Effect of the novel orally active angiotensin converting enzyme inhibitor alacepril on cardiovascular system in experimental animals.

Effects of 1-[(S)-3-acetylthio-2-methylpropanoyl]-L-prolyl-L-phenylalanine (alacepril, DU-1219) a new orally active angiotensin converting enzyme (ACE) inhibitor, on cardiovascular system in experimental animals were examined. In conscious renal hypertensive dogs, alacepril (3 mg/kg p.o.) caused a marked reduction in systolic and diastolic blood pressure (SBP and DBP) and total peripheral vascular resistance (TPR), but did not change significantly heart rate (HR), cardiac output (CO), stroke volume (SV), cardiac work (CW) and electrocardiogram (ECG). Captopril (3 mg/kg, p.o.) showed similar changes in cardiovascular parameters as alacepril. In anesthetized open-chest normotensive dogs, alacepril (3-100 micrograms/kg/min for 10 min, i.v. infusion) tended to decrease DBP and TPR, but did not change significantly CO, stroke work (SW), left ventricular end diastolic pressure (LVEDP), dp/dt and HR. Captopril also showed similar effects but these changes were greater in extent than those of alacepril. In conscious renal hypertensive rats, alacepril did not affect the regional cerebral blood flow in the frontal cortex and the dorsal hippocampus after single (3 and 10 mg/kg) and successive (3 mg/kg/d for 7 days) oral administration.
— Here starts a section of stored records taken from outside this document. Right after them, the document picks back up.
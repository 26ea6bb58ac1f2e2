//! Common test utilities: run a whole group as threads in one process.
//!
//! Every member gets its own [`Environment`] and registers through a fresh
//! loopback rendezvous address, so groups formed here exercise the same
//! registration, mesh and collective paths as separate processes would.

#![allow(dead_code)]

use std::net::{SocketAddr, TcpListener};
use std::sync::Arc;
use std::thread;
use std::time::Duration;

use meshcast::{Communicator, Environment, GroupConfig};

/// Generous enough for CI, short enough that a genuine hang fails the test
/// instead of stalling the whole suite.
pub const TEST_REGISTER_TIMEOUT: Duration = Duration::from_secs(10);
pub const TEST_OP_TIMEOUT: Duration = Duration::from_secs(5);

/// Reserve a loopback address to use as a fresh rendezvous point.
pub fn rendezvous_addr() -> SocketAddr {
    let probe = TcpListener::bind("127.0.0.1:0").unwrap();
    probe.local_addr().unwrap()
}

pub fn test_config(rendezvous: SocketAddr, world_size: i32) -> GroupConfig {
    let mut config = GroupConfig::new(rendezvous, world_size);
    config.register_timeout = TEST_REGISTER_TIMEOUT;
    config.op_timeout = Some(TEST_OP_TIMEOUT);
    config
}

/// Form a group of `size` members and run `body` once per member, each in
/// its own thread. Results come back in rank order. A member that panics
/// fails the whole call; its peers abort their current collective within
/// the operation timeout rather than hanging.
pub fn run_group<F, T>(size: i32, body: F) -> Vec<T>
where
    F: Fn(&Communicator) -> T + Send + Sync + 'static,
    T: Send + 'static,
{
    let rendezvous = rendezvous_addr();
    let body = Arc::new(body);

    let handles: Vec<_> = (0..size)
        .map(|_| {
            let body = Arc::clone(&body);
            let config = test_config(rendezvous, size);
            thread::spawn(move || {
                let env = Environment::init(config).expect("group formation failed");
                let world = env.world();
                (world.rank(), (*body)(&world))
            })
        })
        .collect();

    let mut results: Vec<(i32, T)> = handles
        .into_iter()
        .map(|handle| handle.join().expect("member thread panicked"))
        .collect();
    results.sort_by_key(|(rank, _)| *rank);
    results.into_iter().map(|(_, value)| value).collect()
}
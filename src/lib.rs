//! # meshcast
//!
//! Self-contained collective communication over TCP for small process
//! groups.
//!
//! N independently launched processes are pointed at the same rendezvous
//! address, form a ranked group, and run blocking collectives over a full
//! mesh of reliable, ordered links. No launcher, daemon or external runtime
//! is involved:
//! - Rendezvous registry: the first member to bind the rendezvous address
//!   assigns ranks to the rest in arrival order
//! - Binomial-tree broadcast and dissemination barrier
//! - Type-safe generic payloads over a closed set of element types
//! - Fail-fast error model: a lost peer, a protocol disagreement or an
//!   expired deadline breaks the communicator instead of corrupting data
//!
//! ## Supported Types
//!
//! All payload-carrying operations are generic over [`Datatype`]:
//! `f32`, `f64`, `i32`, `i64`, `u8`, `u32`, `u64`
//!
//! ## Quick Start
//!
//! ```no_run
//! use meshcast::{Environment, GroupConfig};
//!
//! fn main() -> Result<(), meshcast::Error> {
//!     // MESHCAST_RENDEZVOUS and MESHCAST_WORLD_SIZE identify the group.
//!     let env = Environment::init(GroupConfig::from_env()?)?;
//!     let world = env.world();
//!
//!     let rank = world.rank();
//!     let size = world.size();
//!     println!("Hello from rank {rank} of {size}");
//!
//!     // Generic broadcast — works with any Datatype
//!     let mut data = vec![0.0f64; 100];
//!     if rank == 0 {
//!         data.fill(42.0);
//!     }
//!     world.broadcast(&mut data, 0)?;
//!     world.barrier()?;
//!
//!     Ok(())
//! }
//! ```
//!
//! ## Environment Variables
//!
//! | Variable | Meaning | Default |
//! |----------|---------|---------|
//! | `MESHCAST_RENDEZVOUS` | registry address, identical for all members | required |
//! | `MESHCAST_WORLD_SIZE` | total number of members | required |
//! | `MESHCAST_BIND` | local data-plane listen address | `127.0.0.1:0` |
//! | `MESHCAST_ADVERTISE_IP` | IP peers should dial | bind IP |
//! | `MESHCAST_REGISTER_TIMEOUT_MS` | group-formation deadline | `30000` |
//! | `MESHCAST_OP_TIMEOUT_MS` | per-collective I/O bound | unset (blocks) |
//!
//! ## Capabilities
//!
//! - **Generic API**: all operations work with any [`Datatype`] (`f32`, `f64`, `i32`, `i64`, `u8`, `u32`, `u64`)
//! - **Collectives**: broadcast (buffer or single value), barrier
//! - **Group formation**: rendezvous registry with arrival-order ranks, full pairwise TCP mesh
//! - **Rich error handling**: [`Error`] distinguishes registration, transport, protocol-mismatch, timeout and lifecycle failures

#![warn(missing_docs)]
#![warn(clippy::all)]
// Allow certain pedantic lints for existing code
#![allow(clippy::missing_errors_doc)]
#![allow(clippy::missing_panics_doc)]
#![allow(clippy::module_name_repetitions)]
#![allow(clippy::must_use_candidate)]
#![allow(clippy::cast_possible_truncation)]
#![allow(clippy::cast_possible_wrap)]
#![allow(clippy::cast_sign_loss)]
#![allow(clippy::cast_precision_loss)]
#![allow(clippy::similar_names)]

mod comm;
mod config;
mod datatype;
mod error;
mod registry;
mod transport;
mod wire;

pub use comm::Communicator;
pub use config::{DEFAULT_REGISTER_TIMEOUT, GroupConfig};
pub use datatype::{Datatype, DatatypeTag};
pub use error::{Error, Result};

use std::fmt;
use std::net::TcpListener;
use std::time::Instant;

use crate::transport::Mesh;

/// Membership of one process group.
///
/// [`Environment::init`] registers the calling process with its group and
/// connects the link mesh; dropping the environment retires the membership
/// and closes every link, after which collectives on the communicator fail
/// with [`Error::Lifecycle`].
///
/// Environments carry no process-global state. A single process may hold
/// several at once, each a member of its own group; tests run whole groups
/// as threads this way.
///
/// # Example
///
/// ```no_run
/// use meshcast::{Environment, GroupConfig};
///
/// let config = GroupConfig::new("127.0.0.1:7878".parse().unwrap(), 4);
/// let env = Environment::init(config).expect("group formation failed");
/// let world = env.world();
/// println!("Running on {} members", world.size());
/// // Membership is retired when `env` goes out of scope
/// ```
pub struct Environment {
    world: Communicator,
}

impl Environment {
    /// Join the group described by `config`.
    ///
    /// Binds the data-plane listener, registers with the rendezvous
    /// registry and establishes a link to every peer. Blocks until all
    /// `config.world_size` members have done the same, bounded by
    /// `config.register_timeout`.
    ///
    /// # Errors
    ///
    /// [`Error::Config`] for an invalid configuration, [`Error::Timeout`]
    /// when the group does not complete within the registration deadline,
    /// and [`Error::Registration`] when rendezvous or mesh establishment
    /// fails.
    pub fn init(config: GroupConfig) -> Result<Self> {
        config.validate()?;
        let listener = TcpListener::bind(config.bind_addr).map_err(|err| {
            Error::Registration(format!(
                "cannot bind data-plane address {}: {err}",
                config.bind_addr
            ))
        })?;
        let bound = listener
            .local_addr()
            .map_err(|err| Error::Registration(format!("querying data-plane address: {err}")))?;
        let advertised = config.advertised(bound);

        let deadline = Instant::now() + config.register_timeout;
        let roster = registry::register(&config, advertised, deadline)?;
        let mesh = Mesh::establish(&roster, listener, config.op_timeout, deadline)?;
        let world = Communicator::new(roster.rank, roster.size(), mesh)?;
        Ok(Environment { world })
    }

    /// Communicator spanning every member of the group.
    pub fn world(&self) -> Communicator {
        self.world.clone()
    }
}

impl fmt::Debug for Environment {
    fn fmt(&self, f: &mut fmt::Formatter<'_>) -> fmt::Result {
        f.debug_struct("Environment")
            .field("world", &self.world)
            .finish()
    }
}

impl Drop for Environment {
    fn drop(&mut self) {
        self.world.finalize();
    }
}

#[cfg(test)]
mod tests {
    use super::*;

    // Multi-member coverage lives in tests/; a sole-member group exercises
    // the full init/finalize path without cross-thread coordination.
    #[test]
    fn init_world_drop_roundtrip() {
        let probe = TcpListener::bind("127.0.0.1:0").unwrap();
        let rendezvous = probe.local_addr().unwrap();
        drop(probe);

        let env = Environment::init(GroupConfig::new(rendezvous, 1)).unwrap();
        let world = env.world();
        assert_eq!((world.rank(), world.size()), (0, 1));

        let mut token = 99u32;
        world.broadcast_value(&mut token, 0).unwrap();

        drop(env);
        let err = world.barrier().unwrap_err();
        assert!(matches!(err, Error::Lifecycle(_)), "got: {err:?}");
    }
}
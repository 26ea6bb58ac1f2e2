//! Integration test for the blocking collective operations.
//!
//! Exercises broadcast (several element types, rotating roots, zero-length
//! buffers), broadcast_value, and barrier across a real multi-process group.
//!
//! Each operation is verified with meaningful assertions.
//! A custom panic hook calls `std::process::abort()` so a failing member
//! cannot leave the rest of the group blocked in a collective.
//!
//! Run with: cargo run --example test_collectives
//! (or start MESHCAST_WORLD_SIZE copies by hand with MESHCAST_* set)

use meshcast::{Environment, GroupConfig};
use std::net::TcpListener;
use std::process::{Command, exit};

const MEMBERS: i32 = 4;

fn main() {
    env_logger::init();
    if std::env::var_os("MESHCAST_RENDEZVOUS").is_some() {
        member();
        return;
    }
    exit(launch_group(MEMBERS));
}

fn member() {
    let config = GroupConfig::from_env().expect("MESHCAST_* configuration");
    let env = Environment::init(config).expect("group formation failed");

    // Install a panic hook that aborts the process. When one member panics
    // (e.g., assertion failure), aborting closes its sockets, so the other
    // members fail fast instead of blocking in the collective.
    // NOTE: Installed AFTER Environment::init() so that an ordinary
    // formation failure still exits through the normal error path.
    std::panic::set_hook(Box::new(|info| {
        eprintln!("PANIC: {info}");
        std::process::abort();
    }));

    let world = env.world();
    let rank = world.rank();
    let size = world.size();

    assert!(size >= 2, "test_collectives requires at least 2 members");

    // ========================================================================
    // Test 1: broadcast (f64 buffer)
    // ========================================================================
    {
        let mut data = vec![0.0f64; 10];
        if rank == 0 {
            for (i, x) in data.iter_mut().enumerate() {
                *x = (i + 1) as f64;
            }
        }
        world.broadcast(&mut data, 0).expect("broadcast failed");
        for (i, &x) in data.iter().enumerate() {
            assert!(
                (x - (i + 1) as f64).abs() < f64::EPSILON,
                "rank {rank}: broadcast data[{i}] = {x}, expected {}",
                (i + 1) as f64
            );
        }
        if rank == 0 {
            println!("PASS: broadcast (f64)");
        }
    }

    // ========================================================================
    // Test 2: broadcast_value (i32 scalar)
    // ========================================================================
    {
        let mut value = if rank == 0 { 42i32 } else { 0 };
        world
            .broadcast_value(&mut value, 0)
            .expect("broadcast_value failed");
        assert_eq!(value, 42, "rank {rank}: broadcast_value mismatch");
        if rank == 0 {
            println!("PASS: broadcast_value (i32)");
        }
    }

    // ========================================================================
    // Test 3: broadcast with i32 type (test generic API)
    // ========================================================================
    {
        let mut data = vec![0i32; 5];
        if rank == 0 {
            data = vec![10, 20, 30, 40, 50];
        }
        world.broadcast(&mut data, 0).expect("broadcast i32 failed");
        assert_eq!(
            data,
            vec![10, 20, 30, 40, 50],
            "rank {rank}: broadcast i32 mismatch"
        );
        if rank == 0 {
            println!("PASS: broadcast (i32 generic)");
        }
    }

    // ========================================================================
    // Test 4: broadcast from every root in turn
    // ========================================================================
    {
        for root in 0..size {
            let mut data = vec![0u64; 4];
            if rank == root {
                for (i, x) in data.iter_mut().enumerate() {
                    *x = root as u64 * 100 + i as u64;
                }
            }
            world
                .broadcast(&mut data, root)
                .expect("rotating-root broadcast failed");
            for (i, &x) in data.iter().enumerate() {
                assert_eq!(
                    x,
                    root as u64 * 100 + i as u64,
                    "rank {rank}: root {root} broadcast data[{i}] mismatch"
                );
            }
        }
        if rank == 0 {
            println!("PASS: broadcast (rotating roots)");
        }
    }

    // ========================================================================
    // Test 5: zero-length broadcast still synchronizes
    // ========================================================================
    {
        let mut empty: Vec<f32> = Vec::new();
        world
            .broadcast(&mut empty, 1)
            .expect("zero-length broadcast failed");
        assert!(empty.is_empty());
        // A real broadcast afterwards proves the call sequence stayed aligned.
        let mut probe = if rank == 1 { 7u8 } else { 0 };
        world.broadcast_value(&mut probe, 1).expect("probe failed");
        assert_eq!(probe, 7, "rank {rank}: sequence misaligned after empty broadcast");
        if rank == 0 {
            println!("PASS: broadcast (zero-length)");
        }
    }

    // ========================================================================
    // Test 6: barrier storm
    // ========================================================================
    {
        for _ in 0..10 {
            world.barrier().expect("barrier failed");
        }
        if rank == 0 {
            println!("PASS: barrier (x10)");
        }
    }

    // ========================================================================
    // Test 7: interleaved broadcasts and barriers keep their order
    // ========================================================================
    {
        let mut first = if rank == 0 { [1i64, 2, 3] } else { [0; 3] };
        world.broadcast(&mut first, 0).expect("first broadcast failed");
        world.barrier().expect("interleaved barrier failed");
        let mut second = if rank == 0 { [40i64, 50, 60] } else { [0; 3] };
        world
            .broadcast(&mut second, 0)
            .expect("second broadcast failed");

        assert_eq!(first, [1, 2, 3], "rank {rank}: first payload corrupted");
        assert_eq!(second, [40, 50, 60], "rank {rank}: second payload corrupted");
        if rank == 0 {
            println!("PASS: interleaved broadcast/barrier");
        }
    }

    // ========================================================================
    // Test 8: large broadcast (1 MiB of u8)
    // ========================================================================
    {
        let mut data = vec![0u8; 1 << 20];
        if rank == 0 {
            for (i, x) in data.iter_mut().enumerate() {
                *x = (i % 251) as u8;
            }
        }
        world.broadcast(&mut data, 0).expect("large broadcast failed");
        for (i, &x) in data.iter().enumerate() {
            assert_eq!(x, (i % 251) as u8, "rank {rank}: large broadcast byte {i}");
        }
        if rank == 0 {
            println!("PASS: broadcast (1 MiB)");
        }
    }

    // ========================================================================
    // Final barrier and summary
    // ========================================================================
    world.barrier().expect("final barrier failed");
    if rank == 0 {
        println!("\n========================================");
        println!("All collective tests passed! (8 tests)");
        println!("========================================");
    }
}

/// Re-execute this binary once per member, pointing the children at a fresh
/// rendezvous address. Returns the exit code for the parent.
fn launch_group(members: i32) -> i32 {
    let probe = TcpListener::bind("127.0.0.1:0").expect("no free loopback port");
    let rendezvous = probe.local_addr().expect("listener address").to_string();
    drop(probe);

    let exe = std::env::current_exe().expect("own executable path");
    let mut children: Vec<_> = (0..members)
        .map(|_| {
            Command::new(&exe)
                .env("MESHCAST_RENDEZVOUS", &rendezvous)
                .env("MESHCAST_WORLD_SIZE", members.to_string())
                .spawn()
                .expect("spawning member process")
        })
        .collect();

    let mut code = 0;
    for child in &mut children {
        if !child.wait().expect("waiting for member process").success() {
            code = 1;
        }
    }
    code
}
//! Rendezvous registry: turns N independent processes into a ranked group.
//!
//! Every member of a group is launched with the same rendezvous address and
//! group size. The first process to bind the rendezvous address becomes the
//! registrar and takes rank 0; everyone else connects to it, submits the
//! data-plane address it has already bound, and blocks until the group is
//! complete. The registrar assigns ranks in arrival order and answers each
//! joiner with the full rank-ordered address table, then closes the
//! rendezvous listener. A rendezvous address therefore forms one group and
//! is free again afterwards.
//!
//! All waiting here is bounded by the registration deadline; a group that
//! never completes surfaces [`Error::Timeout`] instead of hanging.

use std::io;
use std::net::{SocketAddr, TcpListener, TcpStream};
use std::thread;
use std::time::{Duration, Instant};

use log::{debug, info};

use crate::config::GroupConfig;
use crate::error::{Error, Result};
use crate::wire;

const ACCEPT_POLL_INTERVAL: Duration = Duration::from_millis(5);
const CONNECT_RETRY_INTERVAL: Duration = Duration::from_millis(10);

/// Outcome of registration: this member's rank and the rank-ordered
/// data-plane address table for the whole group.
#[derive(Debug, Clone)]
pub(crate) struct Roster {
    pub rank: i32,
    pub addrs: Vec<SocketAddr>,
}

impl Roster {
    pub fn size(&self) -> i32 {
        self.addrs.len() as i32
    }
}

/// Register this process with the group, publishing `data_addr` as its
/// data-plane endpoint. Blocks until the group is complete or `deadline`
/// passes; the same deadline bounds the mesh establishment that follows.
pub(crate) fn register(
    config: &GroupConfig,
    data_addr: SocketAddr,
    deadline: Instant,
) -> Result<Roster> {
    match TcpListener::bind(config.rendezvous) {
        Ok(listener) => host(listener, config, data_addr, deadline),
        Err(err) if err.kind() == io::ErrorKind::AddrInUse => join(config, data_addr, deadline),
        Err(err) => Err(Error::Registration(format!(
            "cannot bind rendezvous address {}: {err}",
            config.rendezvous
        ))),
    }
}

/// Time left until `deadline`, or [`Error::Timeout`] once it has passed.
pub(crate) fn remaining(deadline: Instant, phase: &'static str) -> Result<Duration> {
    let left = deadline.saturating_duration_since(Instant::now());
    if left.is_zero() {
        Err(Error::Timeout(phase))
    } else {
        Ok(left)
    }
}

fn host(
    listener: TcpListener,
    config: &GroupConfig,
    data_addr: SocketAddr,
    deadline: Instant,
) -> Result<Roster> {
    debug!(
        "hosting registry at {} for a group of {}",
        config.rendezvous, config.world_size
    );
    listener
        .set_nonblocking(true)
        .map_err(|err| reg_io("configuring rendezvous listener", err))?;

    let mut addrs = Vec::with_capacity(config.world_size as usize);
    addrs.push(data_addr);
    let mut joiners: Vec<TcpStream> = Vec::with_capacity(addrs.capacity() - 1);

    while addrs.len() < config.world_size as usize {
        remaining(deadline, "registration")?;
        match listener.accept() {
            Ok((stream, _)) => {
                let (stream, addr) = accept_join(stream, config, deadline)?;
                if addrs.contains(&addr) {
                    return Err(Error::Registration(format!(
                        "two members advertised the same address {addr}"
                    )));
                }
                addrs.push(addr);
                joiners.push(stream);
            }
            Err(err) if err.kind() == io::ErrorKind::WouldBlock => {
                thread::sleep(ACCEPT_POLL_INTERVAL);
            }
            Err(err) => return Err(reg_io("accepting on rendezvous listener", err)),
        }
    }

    for (i, stream) in joiners.iter_mut().enumerate() {
        let rank = (i + 1) as i32;
        // The bound set at accept time may be stale by now; a joiner that
        // stopped reading must not hold the welcome write past the deadline.
        let left = remaining(deadline, "registration")?;
        stream
            .set_write_timeout(Some(left))
            .map_err(|err| reg_io("configuring joiner socket", err))?;
        wire::write_welcome(stream, rank, &addrs)
            .map_err(|err| reg_io("sending rank assignment", err))?;
    }
    info!(
        "group of {} formed at {} (this member is rank 0)",
        config.world_size, config.rendezvous
    );
    Ok(Roster { rank: 0, addrs })
}

fn accept_join(
    stream: TcpStream,
    config: &GroupConfig,
    deadline: Instant,
) -> Result<(TcpStream, SocketAddr)> {
    let mut stream = stream;
    // Accepted sockets may inherit the listener's non-blocking mode.
    stream
        .set_nonblocking(false)
        .and_then(|()| {
            let left = deadline.saturating_duration_since(Instant::now());
            let bound = Some(left.max(Duration::from_millis(1)));
            stream.set_read_timeout(bound).and_then(|()| stream.set_write_timeout(bound))
        })
        .map_err(|err| reg_io("configuring joiner socket", err))?;

    let (world_size, addr) =
        wire::read_join(&mut stream).map_err(|err| reg_io("reading join request", err))?;
    if world_size != config.world_size {
        return Err(Error::Registration(format!(
            "member at {addr} was configured for group size {world_size}, registrar expects {}",
            config.world_size
        )));
    }
    debug!("registered member at {addr}");
    Ok((stream, addr))
}

fn join(config: &GroupConfig, data_addr: SocketAddr, deadline: Instant) -> Result<Roster> {
    debug!("joining registry at {}", config.rendezvous);
    let mut stream = connect_with_retry(config.rendezvous, deadline)?;
    let left = remaining(deadline, "registration")?;
    stream
        .set_read_timeout(Some(left))
        .and_then(|()| stream.set_write_timeout(Some(left)))
        .map_err(|err| reg_io("configuring rendezvous socket", err))?;

    wire::write_join(&mut stream, config.world_size, &data_addr)
        .map_err(|err| reg_io("sending join request", err))?;
    let (rank, addrs) =
        wire::read_welcome(&mut stream).map_err(|err| reg_io("awaiting rank assignment", err))?;
    if addrs.len() != config.world_size as usize {
        return Err(Error::Registration(format!(
            "registrar formed a group of {}, this member was configured for {}",
            addrs.len(),
            config.world_size
        )));
    }
    info!(
        "joined group at {} as rank {rank} of {}",
        config.rendezvous,
        addrs.len()
    );
    Ok(Roster { rank, addrs })
}

/// Connect to the registrar, retrying while the deadline allows.
///
/// The common race is losing the bind to another member and dialing before
/// that member's listener is ready, which shows up as refused connections
/// for a few milliseconds.
fn connect_with_retry(addr: SocketAddr, deadline: Instant) -> Result<TcpStream> {
    loop {
        let left = remaining(deadline, "registration")?;
        match TcpStream::connect_timeout(&addr, left) {
            Ok(stream) => return Ok(stream),
            Err(err) if retryable(&err) => thread::sleep(CONNECT_RETRY_INTERVAL.min(left)),
            Err(err) => {
                return Err(Error::Registration(format!(
                    "cannot reach registry at {addr}: {err}"
                )));
            }
        }
    }
}

fn retryable(err: &io::Error) -> bool {
    matches!(
        err.kind(),
        io::ErrorKind::ConnectionRefused
            | io::ErrorKind::ConnectionReset
            | io::ErrorKind::TimedOut
            | io::ErrorKind::WouldBlock
    )
}

/// Map socket errors during group formation; deadline expiry is a timeout,
/// anything else failed the formation protocol.
pub(crate) fn reg_io(context: &str, err: io::Error) -> Error {
    match err.kind() {
        io::ErrorKind::TimedOut | io::ErrorKind::WouldBlock => Error::Timeout("registration"),
        _ => Error::Registration(format!("{context}: {err}")),
    }
}

#[cfg(test)]
mod tests {
    use super::*;

    fn reserve_addr() -> SocketAddr {
        // Bind-then-drop to learn a free port for the rendezvous point.
        let listener = TcpListener::bind("127.0.0.1:0").unwrap();
        listener.local_addr().unwrap()
    }

    fn test_config(rendezvous: SocketAddr, world_size: i32) -> GroupConfig {
        let mut config = GroupConfig::new(rendezvous, world_size);
        config.register_timeout = Duration::from_secs(5);
        config
    }

    fn register_now(config: &GroupConfig, data_addr: SocketAddr) -> Result<Roster> {
        register(config, data_addr, Instant::now() + config.register_timeout)
    }

    #[test]
    fn four_members_get_distinct_ranks_and_one_table() {
        let rendezvous = reserve_addr();
        let mut handles = Vec::new();
        for i in 0..4 {
            let config = test_config(rendezvous, 4);
            let data_addr: SocketAddr = format!("127.0.0.1:{}", 50000 + i).parse().unwrap();
            handles.push(thread::spawn(move || {
                (data_addr, register_now(&config, data_addr).unwrap())
            }));
        }
        let rosters: Vec<(SocketAddr, Roster)> =
            handles.into_iter().map(|h| h.join().unwrap()).collect();

        let mut ranks: Vec<i32> = rosters.iter().map(|(_, r)| r.rank).collect();
        ranks.sort_unstable();
        assert_eq!(ranks, vec![0, 1, 2, 3]);

        let table = &rosters[0].1.addrs;
        for (own, roster) in &rosters {
            assert_eq!(&roster.addrs, table, "members saw different tables");
            assert_eq!(roster.size(), 4);
            assert_eq!(roster.addrs[roster.rank as usize], *own);
        }
    }

    #[test]
    fn sole_member_group_forms_instantly() {
        let rendezvous = reserve_addr();
        let config = test_config(rendezvous, 1);
        let data_addr: SocketAddr = "127.0.0.1:50050".parse().unwrap();
        let roster = register_now(&config, data_addr).unwrap();
        assert_eq!(roster.rank, 0);
        assert_eq!(roster.addrs, vec![data_addr]);
    }

    #[test]
    fn registrar_times_out_short_of_members() {
        let rendezvous = reserve_addr();
        let mut config = test_config(rendezvous, 2);
        config.register_timeout = Duration::from_millis(200);
        let err = register_now(&config, "127.0.0.1:50100".parse().unwrap()).unwrap_err();
        assert!(matches!(err, Error::Timeout("registration")), "got: {err:?}");
    }

    #[test]
    fn joiner_times_out_when_registrar_stays_silent() {
        // A listener that accepts but never answers stands in for a stuck
        // registrar; the caller must land on the joiner path and give up.
        let listener = TcpListener::bind("127.0.0.1:0").unwrap();
        let rendezvous = listener.local_addr().unwrap();
        let mut config = test_config(rendezvous, 2);
        config.register_timeout = Duration::from_millis(200);
        let err = register_now(&config, "127.0.0.1:50200".parse().unwrap()).unwrap_err();
        assert!(matches!(err, Error::Timeout("registration")), "got: {err:?}");
    }

    #[test]
    fn size_disagreement_aborts_formation() {
        let rendezvous = reserve_addr();
        let registrar = thread::spawn(move || {
            let config = test_config(rendezvous, 2);
            register_now(&config, "127.0.0.1:50300".parse().unwrap())
        });

        // Hand-rolled joiner configured for a different group size.
        let mut stream = loop {
            match TcpStream::connect(rendezvous) {
                Ok(s) => break s,
                Err(_) => thread::sleep(Duration::from_millis(5)),
            }
        };
        wire::write_join(&mut stream, 3, &"127.0.0.1:50301".parse().unwrap()).unwrap();

        let err = registrar.join().unwrap().unwrap_err();
        assert!(err.to_string().contains("group size"), "got: {err}");
    }

    #[test]
    fn accepted_joiners_are_bounded_in_both_directions() {
        let listener = TcpListener::bind("127.0.0.1:0").unwrap();
        let rendezvous = listener.local_addr().unwrap();
        let sender = thread::spawn(move || {
            let mut stream = TcpStream::connect(rendezvous).unwrap();
            wire::write_join(&mut stream, 2, &"127.0.0.1:50400".parse().unwrap()).unwrap();
            stream
        });

        let (stream, _) = listener.accept().unwrap();
        let config = test_config(rendezvous, 2);
        let deadline = Instant::now() + config.register_timeout;
        let (stream, addr) = accept_join(stream, &config, deadline).unwrap();
        assert_eq!(addr, "127.0.0.1:50400".parse().unwrap());
        // A joiner that stops reading must not wedge the registrar's
        // welcome write; both directions carry a deadline.
        assert!(stream.read_timeout().unwrap().is_some());
        assert!(stream.write_timeout().unwrap().is_some());
        drop(sender.join().unwrap());
    }
}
Captopril (10 mg/kg) significantly decreased blood flow in the frontal cortex after single oral administration. In conscious normotensive dogs, alacepril (3 and 30 mg/kg p.o.) increased renal plasma flow (RPF), urine volume (UV), urinary sodium excretion (UNaV) and urinary Na+/k+ ratio, but did not change glomerular filtration rate (GFR) and urinary potassium excretion (UKV). Captopril (3 and 30 mg/kg p.o.) also showed similar changes as alacepril. These effects of alacepril on cardiovascular system resemble those of captopril and might be considered as a favourable profile for the antihypertensive agent.